Back in Dallas and enjoying the summer sun and my complex's pool. Maybe a bad idea when it comes to skin cancer? I tell myself it's okay because I wear all kinds of sunscreen in the process.
The first half of the summer (note: you have no idea how much it pains me that the first half is already gone) I let myself do mainly wedding projects and sit around with the family. Now that I'm back, I'm feeling a real need to get my ish together (as previously mentioned) before school starts again.
Because if there's one thing I've been woefully ambiguous about on this blog it's been how my first year of teaching completely handed me my you know what. Right? I mean, I barely even mentioned it. (Except, I guess, when I mentioned it this time, this other time, that time, and probably a few dozen or so other instances.)
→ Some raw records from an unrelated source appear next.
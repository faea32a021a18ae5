//! Google Maps Platform client: geocoding and current conditions.

mod types;

use std::time::Duration;

use async_trait::async_trait;
use chrono::Utc;
use serde::de::DeserializeOwned;

use skymail_core::integrations::{Geocoder, Result, UpstreamError, WeatherProvider};
use skymail_core::subscription::{City, Coordinates, WeatherSnapshot};

use types::{CurrentConditions, GeocodeResponse};

const MAPS_API_BASE: &str = "https://maps.googleapis.com";
const WEATHER_API_BASE: &str = "https://weather.googleapis.com";
const REQUEST_TIMEOUT: Duration = Duration::from_secs(10);

/// Geocoder and weather provider backed by Google's HTTP APIs.
pub struct GoogleMapsClient {
    client: reqwest::Client,
    api_key: String,
    maps_base_url: String,
    weather_base_url: String,
}

impl GoogleMapsClient {
    pub fn new(api_key: &str) -> Result<Self> {
        Self::with_base_urls(api_key, MAPS_API_BASE, WEATHER_API_BASE)
    }

    /// Points both APIs at other hosts, e.g. a local mock server.
    pub fn with_base_urls(api_key: &str, maps_base_url: &str, weather_base_url: &str) -> Result<Self> {
        let client = reqwest::Client::builder()
            .timeout(REQUEST_TIMEOUT)
            .build()
            .map_err(|e| UpstreamError::Request(e.to_string()))?;

        Ok(Self {
            client,
            api_key: api_key.to_string(),
            maps_base_url: maps_base_url.trim_end_matches('/').to_string(),
            weather_base_url: weather_base_url.trim_end_matches('/').to_string(),
        })
    }

    async fn get_json<T: DeserializeOwned>(&self, url: &str, query: &[(&str, String)]) -> Result<T> {
        let response = self
            .client
            .get(url)
            .query(query)
            .send()
            .await
            .map_err(|e| UpstreamError::Request(e.to_string()))?;

        let status = response.status();
        if !status.is_success() {
            let body = response.text().await.unwrap_or_default();
            return Err(UpstreamError::Status {
                status: status.as_u16(),
                body,
            });
        }

        response
            .json::<T>()
            .await
            .map_err(|e| UpstreamError::Decode(e.to_string()))
    }
}

#[async_trait]
impl Geocoder for GoogleMapsClient {
    #[tracing::instrument(skip(self), level = "debug")]
    async fn resolve_city(&self, name: &str) -> Result<City> {
        let url = format!("{}/maps/api/geocode/json", self.maps_base_url);
        let response: GeocodeResponse = self
            .get_json(
                &url,
                &[("address", name.to_string()), ("key", self.api_key.clone())],
            )
            .await?;

        match response.status.as_str() {
            "OK" | "ZERO_RESULTS" => {}
            other => {
                return Err(UpstreamError::Request(format!(
                    "{other}: {}",
                    response.error_message.unwrap_or_default()
                )));
            }
        }

        let first = response
            .results
            .into_iter()
            .next()
            .ok_or_else(|| UpstreamError::NoMatch(name.to_string()))?;

        Ok(City::new(
            name,
            Coordinates {
                latitude: first.geometry.location.lat,
                longitude: first.geometry.location.lng,
            },
            first.place_id,
        ))
    }
}

#[async_trait]
impl WeatherProvider for GoogleMapsClient {
    #[tracing::instrument(skip(self, city), fields(city = %city.name), level = "debug")]
    async fn current_conditions(&self, city: &City) -> Result<WeatherSnapshot> {
        let url = format!("{}/v1/currentConditions:lookup", self.weather_base_url);
        let conditions: CurrentConditions = self
            .get_json(
                &url,
                &[
                    ("key", self.api_key.clone()),
                    ("location.latitude", city.latitude.to_string()),
                    ("location.longitude", city.longitude.to_string()),
                ],
            )
            .await?;

        Ok(WeatherSnapshot::new(
            city.id,
            Utc::now(),
            conditions.temperature.degrees,
            conditions.relative_humidity,
            conditions.weather_condition.description.text,
        ))
    }
}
The thing is, since I've been back, my brain feels like it's covered in some viscous fog. When I saw the poet walk into the airport to pick me up, my brain had one of those maladjusted moments where I literally questioned if he was real (and not in a Nicholas Sparks kind of way, either).
I know I ought to be getting things done, but every day since I've been back is the exact same. Waking up late. Being hungry and not eating because I still haven't gone to the grocery store to get food. Sitting by the pool. Showering. Hanging out with the poet.
My house is hot because, did you know?, Texas is a furnace. My brain and hands are laboriously idle. I'd like to get in a car and just drive, you know? Bruce Springsteen style.
I feel like these aren't good signs.